## Task
Could you set down exactly the lines in the records below between the line holding "and grid fields" and the line holding "- verbose: false", inclusive?

[Saved data entries]
****************
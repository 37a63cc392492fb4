//! Logging init: file under XDG state dir, or graceful fallback to stderr.

use anyhow::Result;
use std::fs::{self, File};
use std::path::PathBuf;
use std::sync::Mutex;
use tracing_subscriber::EnvFilter;

const DEFAULT_FILTER: &str = "info,dashlinks=debug,dashlinks_core=debug";

fn env_filter(default: &str) -> EnvFilter {
    EnvFilter::try_from_default_env().unwrap_or_else(|_| EnvFilter::new(default))
}

/// Plain-text subscriber appending to `file`.
fn file_subscriber(file: File, filter: EnvFilter) -> impl tracing::Subscriber + Send + Sync {
    tracing_subscriber::fmt()
        .with_env_filter(filter)
        .with_writer(Mutex::new(file))
        .with_ansi(false)
        .finish()
}

/// Initialize structured logging to `~/.local/state/dashlinks/dashlinks.log`.
/// On failure (e.g. log dir unwritable), returns Err so the caller can fall back to stderr.
pub fn init_logging() -> Result<()> {
    let xdg_dirs = xdg::BaseDirectories::with_prefix("dashlinks")?;
    let log_file_path: PathBuf = xdg_dirs.place_state_file("dashlinks.log")?;

    let file = fs::OpenOptions::new()
        .create(true)
        .append(true)
        .open(&log_file_path)?;

    tracing::subscriber::set_global_default(file_subscriber(file, env_filter(DEFAULT_FILTER)))?;
    tracing::debug!("dashlinks logging initialized at {}", log_file_path.display());

    Ok(())
}

/// Initialize logging to stderr only (no file). Use when init_logging() fails so the CLI doesn't crash.
///
/// Only warnings and above reach stderr unless `RUST_LOG` says otherwise, so
/// command output stays clean.
pub fn init_logging_stderr() {
    let _ = tracing_subscriber::fmt()
        .with_env_filter(env_filter("warn"))
        .with_writer(std::io::stderr)
        .with_ansi(false)
        .try_init();
}
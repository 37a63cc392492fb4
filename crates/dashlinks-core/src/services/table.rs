//! The static service table.

use super::ServiceFormat;
use serde::Serialize;

/// Static description of how to build one service's URL.
#[derive(Debug, Clone, Copy, PartialEq, Eq, Serialize)]
pub struct ServiceDescriptor {
    /// Display name; also the host label in [`ServiceFormat::TenantPrefix`] URLs.
    pub name: &'static str,
    pub format: ServiceFormat,
    /// Path appended after the host, always starting with `/`.
    pub path: &'static str,
}

/// Identifier → descriptor. Identifiers are matched case-insensitively.
pub static SERVICES: &[(&str, ServiceDescriptor)] = &[
    (
        "MLFLOW",
        ServiceDescriptor {
            name: "mlflow",
            format: ServiceFormat::TenantPrefix,
            path: "/",
        },
    ),
    (
        "OPTIMIZER",
        ServiceDescriptor {
            name: "optimizer",
            format: ServiceFormat::TenantSubdomain,
            path: "/platform-app/app/optimizer",
        },
    ),
    (
        "VAULT",
        ServiceDescriptor {
            name: "vault",
            format: ServiceFormat::TenantPrefix,
            path: "/",
        },
    ),
    (
        "SIM_WORKBENCH",
        ServiceDescriptor {
            name: "sim-workbench",
            format: ServiceFormat::TenantSubdomain,
            path: "/platform-app/app/sim-workbench",
        },
    ),
    (
        "PLATFORM_DOCS",
        ServiceDescriptor {
            name: "docs",
            format: ServiceFormat::TenantPrefix,
            path: "/",
        },
    ),
    (
        "AI_WORKBENCH_DOCS",
        ServiceDescriptor {
            name: "ai-workbench-docs",
            format: ServiceFormat::TenantPrefix,
            path: "/",
        },
    ),
];

/// Looks up a descriptor by identifier, ignoring ASCII case.
///
/// Matching is ASCII-only: non-ASCII case folds such as `ſ` → `S` do not match.
pub fn lookup_service(service_id: &str) -> Option<&'static ServiceDescriptor> {
    SERVICES
        .iter()
        .find(|(id, _)| id.eq_ignore_ascii_case(service_id))
        .map(|(_, descriptor)| descriptor)
}

#[cfg(test)]
mod tests {
    use super::*;
    use std::collections::HashSet;

    #[test]
    fn lookup_ignores_case() {
        let upper = lookup_service("SIM_WORKBENCH").unwrap();
        let lower = lookup_service("sim_workbench").unwrap();
        assert_eq!(upper, lower);
        assert_eq!(upper.name, "sim-workbench");
    }

    #[test]
    fn lookup_unknown() {
        assert!(lookup_service("UNKNOWN").is_none());
        assert!(lookup_service("").is_none());
        assert!(lookup_service("sim-workbench").is_none());
        assert!(lookup_service("\u{17f}im_workbench").is_none());
    }

    #[test]
    fn table_keys_and_names_unique() {
        let ids: HashSet<_> = SERVICES.iter().map(|(id, _)| id.to_ascii_uppercase()).collect();
        let names: HashSet<_> = SERVICES.iter().map(|(_, d)| d.name).collect();
        assert_eq!(ids.len(), SERVICES.len());
        assert_eq!(names.len(), SERVICES.len());
        assert_eq!(SERVICES.len(), 6);
    }

    #[test]
    fn paths_are_absolute() {
        for (id, d) in SERVICES {
            assert!(d.path.starts_with('/'), "{id} path must start with '/'");
        }
    }
}
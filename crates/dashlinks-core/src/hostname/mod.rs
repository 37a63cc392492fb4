//! Hostname parsing: tenant and domain extraction.
//!
//! A dashboard hostname looks like `<tenant>.<domain>`, optionally with a
//! `-kubeflow` suffix on the tenant label when served through the Kubeflow
//! ingress (`demo-dev-kubeflow.cloud-tmp.physicsx.ai`).

mod normalize;
mod provider;

pub use normalize::normalize_hostname;
pub use provider::{Chain, EnvHostname, HostnameProvider, StaticHostname, DEFAULT_HOSTNAME_ENV};

/// Domain used when a hostname carries no suffix after its first label.
pub const DEFAULT_DOMAIN: &str = "cloud-tmp.physicsx.ai";

/// Ingress suffix stripped from the tenant label.
const KUBEFLOW_MARKER: &str = "-kubeflow";

/// Extracts the tenant from the leading label of `hostname`.
///
/// Returns `None` for hostnames with fewer than two labels, an empty leading
/// label, or an empty suffix. A `-kubeflow` marker truncates the label at its
/// first occurrence.
///
/// # Examples
///
/// - `"ramsay.cloud-tmp.physicsx.ai"` → `Some("ramsay")`
/// - `"demo-dev-kubeflow.cloud-tmp.physicsx.ai"` → `Some("demo-dev")`
/// - `"localhost"` → `None`
pub fn extract_tenant_from_hostname(hostname: &str) -> Option<String> {
    let (label, domain) = hostname.split_once('.')?;
    if label.is_empty() || domain.is_empty() {
        return None;
    }

    let tenant = match label.find(KUBEFLOW_MARKER) {
        Some(idx) => &label[..idx],
        None => label,
    };
    if tenant.is_empty() {
        return None;
    }
    Some(tenant.to_string())
}

/// Returns everything after the first `.` in `hostname`, or [`DEFAULT_DOMAIN`].
pub fn extract_domain_from_hostname(hostname: &str) -> String {
    extract_domain_with_default(hostname, DEFAULT_DOMAIN)
}

/// Like [`extract_domain_from_hostname`] with a caller-chosen fallback.
pub fn extract_domain_with_default(hostname: &str, default_domain: &str) -> String {
    match hostname.split_once('.') {
        Some((_, domain)) if !domain.is_empty() => domain.to_string(),
        _ => default_domain.to_string(),
    }
}
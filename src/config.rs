//! Session configuration and builder
//!
//! Every core call receives an explicit [`SessionConfig`]; there is no
//! module-level target CRS or verbosity flag anywhere in the crate.

use serde::{Deserialize, Serialize};

use crate::crs::ProjectedCrs;
use crate::error::{PlanningError, Result};
use crate::export::ExportColumns;
use crate::layer::AttributeKeys;

/// Configuration for one planning session
///
/// Groups everything the grid generator and overlap engine need: the target
/// projected CRS, the requested cell area, the worker-pool size and the
/// diagnostic verbosity, plus the attribute-key and export-column names that
/// vary between datasets.
///
/// # Example
///
/// ```rust
/// use hexgrid_planner::*;
///
/// let config = SessionConfigBuilder::new()
///     .target_crs("EPSG:3857")
///     .unwrap()
///     .cell_area_text("1 km2")
///     .unwrap()
///     .workers(4)
///     .unwrap()
///     .build()
///     .unwrap();
///
/// assert_eq!(config.cell_area, 1_000_000.0);
/// ```
#[derive(Debug, Clone, PartialEq, Serialize, Deserialize)]
pub struct SessionConfig {
    /// Target projected CRS all geometries are aligned to before area math
    pub target_crs: ProjectedCrs,

    /// Requested planning-unit area in squared CRS linear units
    pub cell_area: f64,

    /// Worker-pool size for the overlap engine
    ///
    /// Explicit configuration, never an implicit global core count. The
    /// result table is identical for any value; only wall-clock time changes.
    pub workers: usize,

    /// Emit per-stage progress events (diagnostic only, no effect on results)
    pub verbose: bool,

    /// Attribute key names used to read layer and grid fields
    pub keys: AttributeKeys,

    /// Column names used when rendering the overlap table
    pub columns: ExportColumns,
}

/// Builder for creating a [`SessionConfig`] with validation
///
/// Defaults:
/// - cell_area: 1,000,000 (1 km² in a meters CRS)
/// - workers: available parallelism
/// - verbose: false
/// - keys / columns: dataset-conventional names
///
/// The target CRS has no default and must be set before `build()`.
#[derive(Debug, Clone)]
pub struct SessionConfigBuilder {
    target_crs: Option<ProjectedCrs>,
    cell_area: f64,
    workers: usize,
    verbose: bool,
    keys: AttributeKeys,
    columns: ExportColumns,
}

impl SessionConfigBuilder {
    /// Create a new builder with default values
    pub fn new() -> Self {
        Self {
            target_crs: None,
            cell_area: 1_000_000.0,
            workers: default_workers(),
            verbose: false,
            keys: AttributeKeys::default(),
            columns: ExportColumns::default(),
        }
    }

    /// Set the target CRS from an `EPSG:<code>` or proj definition string
    ///
    /// # Errors
    ///
    /// Returns `InvalidConfig` if the candidate cannot be parsed or is not a
    /// projected (linear-unit) system.
    pub fn target_crs(mut self, candidate: &str) -> Result<Self> {
        self.target_crs = Some(ProjectedCrs::validate(candidate)?);
        Ok(self)
    }

    /// Set the requested cell area in squared CRS linear units
    ///
    /// # Errors
    ///
    /// Returns `InvalidConfig` if the area is not a finite positive number.
    pub fn cell_area(mut self, area: f64) -> Result<Self> {
        if !area.is_finite() || area <= 0.0 {
            return Err(PlanningError::InvalidConfig(format!(
                "cell area must be a positive number (got {})",
                area
            )));
        }
        self.cell_area = area;
        Ok(self)
    }

    /// Set the cell area from text with an optional unit suffix
    ///
    /// Accepted suffixes: `m2`/`m²`, `km2`/`km²`, `ha`. A bare number is
    /// taken as squared CRS linear units.
    ///
    /// # Errors
    ///
    /// Returns `InvalidConfig` on an unknown suffix or non-positive value.
    pub fn cell_area_text(self, text: &str) -> Result<Self> {
        let area = parse_cell_area(text)?;
        self.cell_area(area)
    }

    /// Set the worker-pool size for the overlap engine
    ///
    /// # Errors
    ///
    /// Returns `InvalidConfig` if `workers` is zero.
    pub fn workers(mut self, workers: usize) -> Result<Self> {
        if workers == 0 {
            return Err(PlanningError::InvalidConfig(
                "worker count must be at least 1".to_string(),
            ));
        }
        self.workers = workers;
        Ok(self)
    }

    /// Toggle progress/diagnostic reporting
    pub fn verbose(mut self, verbose: bool) -> Self {
        self.verbose = verbose;
        self
    }

    /// Override the attribute key names read from layers and grid files
    pub fn attribute_keys(mut self, keys: AttributeKeys) -> Self {
        self.keys = keys;
        self
    }

    /// Override the export column names
    pub fn export_columns(mut self, columns: ExportColumns) -> Self {
        self.columns = columns;
        self
    }

    /// Build the configuration
    ///
    /// # Errors
    ///
    /// Returns `InvalidConfig` if no target CRS was set.
    pub fn build(self) -> Result<SessionConfig> {
        let target_crs = self.target_crs.ok_or_else(|| {
            PlanningError::InvalidConfig("a target CRS is required".to_string())
        })?;

        Ok(SessionConfig {
            target_crs,
            cell_area: self.cell_area,
            workers: self.workers,
            verbose: self.verbose,
            keys: self.keys,
            columns: self.columns,
        })
    }
}

impl Default for SessionConfigBuilder {
    fn default() -> Self {
        Self::new()
    }
}

fn default_workers() -> usize {
    std::thread::available_parallelism()
        .map(|n| n.get())
        .unwrap_or(1)
}

/// Parse a cell-area string with an optional unit suffix into squared meters
/// (squared CRS units for a bare number)
fn parse_cell_area(text: &str) -> Result<f64> {
    let trimmed = text.trim().to_lowercase();

    let (number, factor) = if let Some(stem) = strip_suffix(&trimmed, &["km2", "km²"]) {
        (stem, 1_000_000.0)
    } else if let Some(stem) = strip_suffix(&trimmed, &["ha"]) {
        (stem, 10_000.0)
    } else if let Some(stem) = strip_suffix(&trimmed, &["m2", "m²"]) {
        (stem, 1.0)
    } else {
        (trimmed.as_str(), 1.0)
    };

    let value: f64 = number.trim().parse().map_err(|_| {
        PlanningError::InvalidConfig(format!("cannot parse cell area from {:?}", text))
    })?;

    if !value.is_finite() || value <= 0.0 {
        return Err(PlanningError::InvalidConfig(format!(
            "cell area must be positive (got {:?})",
            text
        )));
    }

    Ok(value * factor)
}

fn strip_suffix<'a>(text: &'a str, suffixes: &[&str]) -> Option<&'a str> {
    suffixes.iter().find_map(|s| text.strip_suffix(s))
}
//! Spatial indexing for fast position-to-unit lookups
//!
//! This module is only available with the `spatial-index` feature.

#[cfg(feature = "spatial-index")]
use glam::DVec2;
#[cfg(feature = "spatial-index")]
use kiddo::immutable::float::kdtree::ImmutableKdTree;
#[cfg(feature = "spatial-index")]
use kiddo::SquaredEuclidean;

/// Wrapper around a KD-tree of planning-unit centers
///
/// Provides O(log n) nearest-center lookups to convert map positions into
/// planning-unit indices, used for interactive unit selection.
///
/// On a hexagonal tiling the nearest center is the containing cell, so a
/// single nearest-neighbour query plus one exact containment check answers
/// point-in-unit queries.
#[cfg(feature = "spatial-index")]
#[derive(Clone)]
pub struct SpatialIndex {
    tree: ImmutableKdTree<f64, usize, 2, 32>,
}

#[cfg(feature = "spatial-index")]
impl SpatialIndex {
    /// Build a spatial index from unit centers
    ///
    /// Called once per grid construction; the input order defines the
    /// indices returned by [`SpatialIndex::find_nearest`].
    ///
    /// # Example
    ///
    /// ```
    /// use hexgrid_planner::SpatialIndex;
    /// use glam::DVec2;
    ///
    /// let centers = vec![
    ///     DVec2::new(0.0, 0.0),
    ///     DVec2::new(10.0, 0.0),
    ///     DVec2::new(0.0, 10.0),
    /// ];
    ///
    /// let index = SpatialIndex::new(&centers);
    /// assert_eq!(index.find_nearest(DVec2::new(9.0, 1.0)), 1);
    /// ```
    pub fn new(centers: &[DVec2]) -> Self {
        let points: Vec<[f64; 2]> = centers.iter().map(|c| [c.x, c.y]).collect();

        Self {
            tree: ImmutableKdTree::new_from_slice(&points),
        }
    }

    /// Find the index of the nearest unit center to a position
    pub fn find_nearest(&self, position: DVec2) -> usize {
        let query = [position.x, position.y];
        let result = self.tree.nearest_one::<SquaredEuclidean>(&query);
        result.item as usize
    }
}

#[cfg(test)]
#[cfg(feature = "spatial-index")]
mod tests {
    use super::*;

    #[test]
    fn test_spatial_index_basic() {
        let centers = vec![
            DVec2::new(0.0, 0.0),
            DVec2::new(100.0, 0.0),
            DVec2::new(0.0, 100.0),
            DVec2::new(-100.0, -100.0),
        ];

        let index = SpatialIndex::new(&centers);

        assert_eq!(index.find_nearest(DVec2::new(5.0, -5.0)), 0);
        assert_eq!(index.find_nearest(DVec2::new(90.0, 10.0)), 1);
        assert_eq!(index.find_nearest(DVec2::new(10.0, 95.0)), 2);
        assert_eq!(index.find_nearest(DVec2::new(-80.0, -90.0)), 3);
    }

    #[test]
    fn test_spatial_index_exact_match() {
        let centers = vec![DVec2::new(3.0, 4.0), DVec2::new(-7.0, 2.0)];

        let index = SpatialIndex::new(&centers);

        assert_eq!(index.find_nearest(centers[0]), 0);
        assert_eq!(index.find_nearest(centers[1]), 1);
    }
}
****************
## Finished task
    /// Attribute key names used to read layer and grid fields
    pub keys: AttributeKeys,

    /// Column names used when rendering the overlap table
    pub columns: ExportColumns,
}

/// Builder for creating a [`SessionConfig`] with validation
///
/// Defaults:
/// - cell_area: 1,000,000 (1 km² in a meters CRS)
/// - workers: available parallelism
/// - verbose: false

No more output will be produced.